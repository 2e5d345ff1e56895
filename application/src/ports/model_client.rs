//! Model client port
//!
//! Defines how the application layer reaches an LLM provider. One adapter
//! per provider lives in the infrastructure layer.

use async_trait::async_trait;
use council_domain::Message;
use futures::stream::BoxStream;
use thiserror::Error;
use tokio_util::sync::CancellationToken;

/// Errors surfaced by model calls.
///
/// The `Display` forms of [`Timeout`](ModelClientError::Timeout) and
/// [`Cancelled`](ModelClientError::Cancelled) are the exact strings recorded
/// on opinion artifacts, so they stay lowercase single words.
#[derive(Error, Debug, Clone, PartialEq, Eq)]
pub enum ModelClientError {
    #[error("provider refused the request: {0}")]
    Provider(String),

    #[error("network error: {0}")]
    Network(String),

    #[error("malformed reply: {0}")]
    MalformedReply(String),

    #[error("timeout")]
    Timeout,

    #[error("cancelled")]
    Cancelled,
}

/// One completion request: the target model, the wire messages, and the
/// sampling knobs forwarded on every call.
#[derive(Debug, Clone)]
pub struct CompletionRequest {
    pub model_id: String,
    pub messages: Vec<Message>,
    pub temperature: f64,
    pub max_tokens: u32,
}

/// A lazy sequence of text chunks, terminating normally or with an error.
pub type ChunkStream = BoxStream<'static, Result<String, ModelClientError>>;

/// Capability for talking to one model provider.
///
/// Implementations must honor `cancel` promptly (abort in-flight I/O) and
/// must enforce their own per-call timeout; the orchestrator layers stage
/// deadlines on top.
#[async_trait]
pub trait ModelClient: Send + Sync {
    /// Full-buffer completion. Used for stage-2 reviews.
    async fn complete(
        &self,
        request: CompletionRequest,
        cancel: CancellationToken,
    ) -> Result<String, ModelClientError>;

    /// Token-chunk streaming completion. Used for stage-1 opinions and
    /// stage-3 synthesis.
    async fn stream(
        &self,
        request: CompletionRequest,
        cancel: CancellationToken,
    ) -> Result<ChunkStream, ModelClientError>;
}
//! Caller-facing event model
//!
//! Every producer in one orchestration sends exactly these variants onto
//! the output channel; the wire form is one JSON object per event with a
//! `type` tag. Consumers identify interleaved chunks by `model_id`.

use crate::council::review::{Ranking, ReviewResult};
use serde::{Deserialize, Serialize};

/// Deliberation stage, in execution order.
#[derive(Debug, Clone, Copy, PartialEq, Eq, Hash, Serialize, Deserialize)]
#[serde(rename_all = "snake_case")]
pub enum Stage {
    FirstOpinions,
    Review,
    FinalResponse,
}

impl Stage {
    pub fn as_str(&self) -> &'static str {
        match self {
            Stage::FirstOpinions => "first_opinions",
            Stage::Review => "review",
            Stage::FinalResponse => "final_response",
        }
    }

    /// Human-readable banner carried in the `stage_update` event.
    pub fn announcement(&self) -> &'static str {
        match self {
            Stage::FirstOpinions => "Councilors are drafting their answers",
            Stage::Review => "Councilors are reviewing each other's answers",
            Stage::FinalResponse => "Chairman is synthesizing the final answer",
        }
    }
}

impl std::fmt::Display for Stage {
    fn fmt(&self, f: &mut std::fmt::Formatter<'_>) -> std::fmt::Result {
        write!(f, "{}", self.as_str())
    }
}

/// Reason code carried in a terminal `error` event.
#[derive(Debug, Clone, Copy, PartialEq, Eq)]
pub enum FailureReason {
    /// No councilor could be resolved for the request.
    NoCouncilors,
    /// Every stage-1 call errored; stages 2 and 3 were skipped.
    NoOpinions,
    /// The chairman stream errored or timed out.
    ChairmanFailure,
    /// The overall turn deadline expired.
    TurnTimeout,
    /// Persistence failed at the final append step.
    StoreFailure,
}

impl FailureReason {
    pub fn as_str(&self) -> &'static str {
        match self {
            FailureReason::NoCouncilors => "no_councilors",
            FailureReason::NoOpinions => "no_opinions",
            FailureReason::ChairmanFailure => "chairman_failure",
            FailureReason::TurnTimeout => "turn_timeout",
            FailureReason::StoreFailure => "store_failure",
        }
    }
}

impl std::fmt::Display for FailureReason {
    fn fmt(&self, f: &mut std::fmt::Formatter<'_>) -> std::fmt::Result {
        write!(f, "{}", self.as_str())
    }
}

/// Payload of a `review` event.
#[derive(Debug, Clone, PartialEq, Eq, Serialize, Deserialize)]
pub struct ReviewData {
    pub rankings: Vec<Ranking>,
    pub parse_ok: bool,
}

impl From<&ReviewResult> for ReviewData {
    fn from(review: &ReviewResult) -> Self {
        Self {
            rankings: review.rankings.clone(),
            parse_ok: review.parse_ok,
        }
    }
}

/// One event on the output stream.
#[derive(Debug, Clone, PartialEq, Serialize, Deserialize)]
#[serde(tag = "type", rename_all = "snake_case")]
pub enum CouncilEvent {
    /// Opens a stage. Emitted exactly once per stage, in stage order.
    StageUpdate { stage: Stage, content: String },
    /// One stage-1 text chunk from one councilor.
    ModelResponse { model_id: String, content: String },
    /// One reviewer's parsed stage-2 result.
    Review { model_id: String, data: ReviewData },
    /// One stage-3 text chunk from the chairman.
    FinalResponse { content: String },
    /// Last event of a successful turn.
    Complete,
    /// Per-model soft error (with `model_id`) or terminal failure (without).
    Error {
        content: String,
        #[serde(skip_serializing_if = "Option::is_none", default)]
        model_id: Option<String>,
    },
}

impl CouncilEvent {
    pub fn stage_update(stage: Stage) -> Self {
        CouncilEvent::StageUpdate {
            stage,
            content: stage.announcement().to_string(),
        }
    }

    pub fn model_chunk(model_id: impl Into<String>, content: impl Into<String>) -> Self {
        CouncilEvent::ModelResponse {
            model_id: model_id.into(),
            content: content.into(),
        }
    }

    pub fn review(review: &ReviewResult) -> Self {
        CouncilEvent::Review {
            model_id: review.reviewer_model_id.clone(),
            data: ReviewData::from(review),
        }
    }

    pub fn final_chunk(content: impl Into<String>) -> Self {
        CouncilEvent::FinalResponse {
            content: content.into(),
        }
    }

    pub fn model_error(model_id: impl Into<String>, content: impl Into<String>) -> Self {
        CouncilEvent::Error {
            content: content.into(),
            model_id: Some(model_id.into()),
        }
    }

    pub fn terminal_error(reason: FailureReason) -> Self {
        CouncilEvent::Error {
            content: reason.as_str().to_string(),
            model_id: None,
        }
    }
}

__Your task__. Scan the material above. Extract every line in which the word "ReviewData" occurs.

__Output of the task__.
pub struct ReviewData {
impl From<&ReviewResult> for ReviewData {
    Review { model_id: String, data: ReviewData },
            data: ReviewData::from(review),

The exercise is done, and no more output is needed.